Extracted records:

^^^^^^^^^^^^^^^^

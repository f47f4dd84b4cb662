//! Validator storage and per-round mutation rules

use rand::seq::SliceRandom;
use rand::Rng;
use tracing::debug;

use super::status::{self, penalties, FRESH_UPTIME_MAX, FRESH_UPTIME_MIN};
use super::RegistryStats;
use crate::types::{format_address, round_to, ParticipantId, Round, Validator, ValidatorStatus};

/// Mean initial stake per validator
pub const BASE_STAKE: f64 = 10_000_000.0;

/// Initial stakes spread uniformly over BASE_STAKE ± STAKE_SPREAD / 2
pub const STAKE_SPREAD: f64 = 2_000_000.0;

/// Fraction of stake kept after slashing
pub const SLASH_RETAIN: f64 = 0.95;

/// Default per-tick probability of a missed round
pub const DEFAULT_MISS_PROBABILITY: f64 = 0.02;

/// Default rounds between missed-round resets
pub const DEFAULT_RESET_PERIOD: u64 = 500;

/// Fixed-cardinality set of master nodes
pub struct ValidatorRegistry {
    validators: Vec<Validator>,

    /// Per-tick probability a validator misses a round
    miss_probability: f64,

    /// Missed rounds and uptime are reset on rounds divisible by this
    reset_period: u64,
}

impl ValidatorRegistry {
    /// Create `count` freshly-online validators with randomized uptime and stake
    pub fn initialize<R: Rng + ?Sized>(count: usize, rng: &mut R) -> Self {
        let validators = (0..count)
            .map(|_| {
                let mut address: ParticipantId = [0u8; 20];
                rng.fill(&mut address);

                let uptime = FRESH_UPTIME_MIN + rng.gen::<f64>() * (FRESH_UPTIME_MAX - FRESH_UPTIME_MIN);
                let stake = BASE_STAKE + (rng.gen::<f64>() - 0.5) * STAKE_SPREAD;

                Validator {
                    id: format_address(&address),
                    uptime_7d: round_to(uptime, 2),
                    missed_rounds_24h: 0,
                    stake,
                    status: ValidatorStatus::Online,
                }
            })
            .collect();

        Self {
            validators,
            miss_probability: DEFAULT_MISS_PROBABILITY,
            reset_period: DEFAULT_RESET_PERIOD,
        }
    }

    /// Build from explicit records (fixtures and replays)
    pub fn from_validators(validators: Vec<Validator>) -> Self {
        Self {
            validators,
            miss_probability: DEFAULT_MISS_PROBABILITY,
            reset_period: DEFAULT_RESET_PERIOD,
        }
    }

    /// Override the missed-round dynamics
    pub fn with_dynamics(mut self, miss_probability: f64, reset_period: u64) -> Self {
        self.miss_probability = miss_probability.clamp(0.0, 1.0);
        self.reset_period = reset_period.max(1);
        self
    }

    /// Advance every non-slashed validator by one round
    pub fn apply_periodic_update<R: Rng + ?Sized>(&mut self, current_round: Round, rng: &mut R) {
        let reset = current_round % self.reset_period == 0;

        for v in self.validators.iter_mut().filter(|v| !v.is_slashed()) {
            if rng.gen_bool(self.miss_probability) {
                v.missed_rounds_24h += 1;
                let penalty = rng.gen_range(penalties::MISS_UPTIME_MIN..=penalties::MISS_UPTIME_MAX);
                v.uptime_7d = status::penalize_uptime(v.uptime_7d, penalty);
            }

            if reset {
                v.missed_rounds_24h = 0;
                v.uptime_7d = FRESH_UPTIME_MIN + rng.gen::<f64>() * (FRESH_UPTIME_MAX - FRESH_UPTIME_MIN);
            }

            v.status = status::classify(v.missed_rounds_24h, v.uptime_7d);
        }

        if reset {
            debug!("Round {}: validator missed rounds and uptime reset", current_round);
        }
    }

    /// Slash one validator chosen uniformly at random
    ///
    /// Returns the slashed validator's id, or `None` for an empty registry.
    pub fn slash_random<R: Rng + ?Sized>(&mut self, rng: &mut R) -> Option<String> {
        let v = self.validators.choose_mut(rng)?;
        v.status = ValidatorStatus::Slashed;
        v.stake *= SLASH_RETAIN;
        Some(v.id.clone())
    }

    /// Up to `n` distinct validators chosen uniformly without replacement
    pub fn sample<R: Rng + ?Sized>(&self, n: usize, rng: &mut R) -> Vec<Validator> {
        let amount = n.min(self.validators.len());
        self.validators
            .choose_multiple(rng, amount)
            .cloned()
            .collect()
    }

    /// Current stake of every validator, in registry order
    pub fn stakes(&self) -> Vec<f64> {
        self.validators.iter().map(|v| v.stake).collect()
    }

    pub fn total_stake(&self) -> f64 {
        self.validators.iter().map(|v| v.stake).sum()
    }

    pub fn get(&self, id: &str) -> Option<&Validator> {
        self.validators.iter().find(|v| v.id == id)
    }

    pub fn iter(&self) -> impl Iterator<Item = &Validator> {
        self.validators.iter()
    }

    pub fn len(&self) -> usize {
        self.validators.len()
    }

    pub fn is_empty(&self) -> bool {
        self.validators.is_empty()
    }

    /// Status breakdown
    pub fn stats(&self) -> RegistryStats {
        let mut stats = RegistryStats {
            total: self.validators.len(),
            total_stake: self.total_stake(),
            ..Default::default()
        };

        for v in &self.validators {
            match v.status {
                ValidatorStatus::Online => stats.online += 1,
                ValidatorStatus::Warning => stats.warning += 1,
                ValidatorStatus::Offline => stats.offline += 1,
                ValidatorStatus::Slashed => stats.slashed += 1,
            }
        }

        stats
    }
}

^^^^^^^^^^^^^^^^

_The problem_
Copy out all the entries exactly once more.

_Solution below_
repository f47f4dd84b4cb662
//! Validator storage and per-round mutation rules

use rand::seq::SliceRandom;
use rand::Rng;
use tracing::debug;

use super::status::{self, penalties, FRESH_UPTIME_MAX, FRESH_UPTIME_MIN};
use super::RegistryStats;
use crate::types::{format_address, round_to, ParticipantId, Round, Validator, ValidatorStatus};

/// Mean initial stake per validator
pub const BASE_STAKE: f64 = 10_000_000.0;

/// Initial stakes spread uniformly over BASE_STAKE ± STAKE_SPREAD / 2
pub const STAKE_SPREAD: f64 = 2_000_000.0;

/// Fraction of stake kept after slashing
pub const SLASH_RETAIN: f64 = 0.95;

/// Default per-tick probability of a missed round
pub const DEFAULT_MISS_PROBABILITY: f64 = 0.02;

/// Default rounds between missed-round resets
pub const DEFAULT_RESET_PERIOD: u64 = 500;

/// Fixed-cardinality set of master nodes
pub struct ValidatorRegistry {
    validators: Vec<Validator>,

    /// Per-tick probability a validator misses a round
    miss_probability: f64,

    /// Missed rounds and uptime are reset on rounds divisible by this
    reset_period: u64,
}

impl ValidatorRegistry {
    /// Create `count` freshly-online validators with randomized uptime and stake
    pub fn initialize<R: Rng + ?Sized>(count: usize, rng: &mut R) -> Self {
        let validators = (0..count)
            .map(|_| {
                let mut address: ParticipantId = [0u8; 20];
                rng.fill(&mut address);

                let uptime = FRESH_UPTIME_MIN + rng.gen::<f64>() * (FRESH_UPTIME_MAX - FRESH_UPTIME_MIN);
                let stake = BASE_STAKE + (rng.gen::<f64>() - 0.5) * STAKE_SPREAD;

                Validator {
                    id: format_address(&address),
                    uptime_7d: round_to(uptime, 2),
                    missed_rounds_24h: 0,
                    stake,
                    status: ValidatorStatus::Online,
                }
            })
            .collect();

        Self {
            validators,
            miss_probability: DEFAULT_MISS_PROBABILITY,
            reset_period: DEFAULT_RESET_PERIOD,
        }
    }

    /// Build from explicit records (fixtures and replays)
    pub fn from_validators(validators: Vec<Validator>) -> Self {
        Self {
            validators,
            miss_probability: DEFAULT_MISS_PROBABILITY,
            reset_period: DEFAULT_RESET_PERIOD,
        }
    }

    /// Override the missed-round dynamics
    pub fn with_dynamics(mut self, miss_probability: f64, reset_period: u64) -> Self {
        self.miss_probability = miss_probability.clamp(0.0, 1.0);
        self.reset_period = reset_period.max(1);
        self
    }

    /// Advance every non-slashed validator by one round
    pub fn apply_periodic_update<R: Rng + ?Sized>(&mut self, current_round: Round, rng: &mut R) {
        let reset = current_round % self.reset_period == 0;

        for v in self.validators.iter_mut().filter(|v| !v.is_slashed()) {
            if rng.gen_bool(self.miss_probability) {
                v.missed_rounds_24h += 1;
                let penalty = rng.gen_range(penalties::MISS_UPTIME_MIN..=penalties::MISS_UPTIME_MAX);
                v.uptime_7d = status::penalize_uptime(v.uptime_7d, penalty);
            }

            if reset {
                v.missed_rounds_24h = 0;
                v.uptime_7d = FRESH_UPTIME_MIN + rng.gen::<f64>() * (FRESH_UPTIME_MAX - FRESH_UPTIME_MIN);
            }

            v.status = status::classify(v.missed_rounds_24h, v.uptime_7d);
        }

        if reset {
            debug!("Round {}: validator missed rounds and uptime reset", current_round);
        }
    }

    /// Slash one validator chosen uniformly at random
    ///
    /// Returns the slashed validator's id, or `None` for an empty registry.
    pub fn slash_random<R: Rng + ?Sized>(&mut self, rng: &mut R) -> Option<String> {
        let v = self.validators.choose_mut(rng)?;
        v.status = ValidatorStatus::Slashed;
        v.stake *= SLASH_RETAIN;
        Some(v.id.clone())
    }

    /// Up to `n` distinct validators chosen uniformly without replacement
    pub fn sample<R: Rng + ?Sized>(&self, n: usize, rng: &mut R) -> Vec<Validator> {
        let amount = n.min(self.validators.len());
        self.validators
            .choose_multiple(rng, amount)
            .cloned()
            .collect()
    }

    /// Current stake of every validator, in registry order
    pub fn stakes(&self) -> Vec<f64> {
        self.validators.iter().map(|v| v.stake).collect()
    }

    pub fn total_stake(&self) -> f64 {
        self.validators.iter().map(|v| v.stake).sum()
    }

    pub fn get(&self, id: &str) -> Option<&Validator> {
        self.validators.iter().find(|v| v.id == id)
    }

    pub fn iter(&self) -> impl Iterator<Item = &Validator> {
        self.validators.iter()
    }

    pub fn len(&self) -> usize {
        self.validators.len()
    }

    pub fn is_empty(&self) -> bool {
        self.validators.is_empty()
    }

    /// Status breakdown
    pub fn stats(&self) -> RegistryStats {
        let mut stats = RegistryStats {
            total: self.validators.len(),
            total_stake: self.total_stake(),
            ..Default::default()
        };

        for v in &self.validators {
            match v.status {
                ValidatorStatus::Online => stats.online += 1,
                ValidatorStatus::Warning => stats.warning += 1,
                ValidatorStatus::Offline => stats.offline += 1,
                ValidatorStatus::Slashed => stats.slashed += 1,
            }
        }

        stats
    }
}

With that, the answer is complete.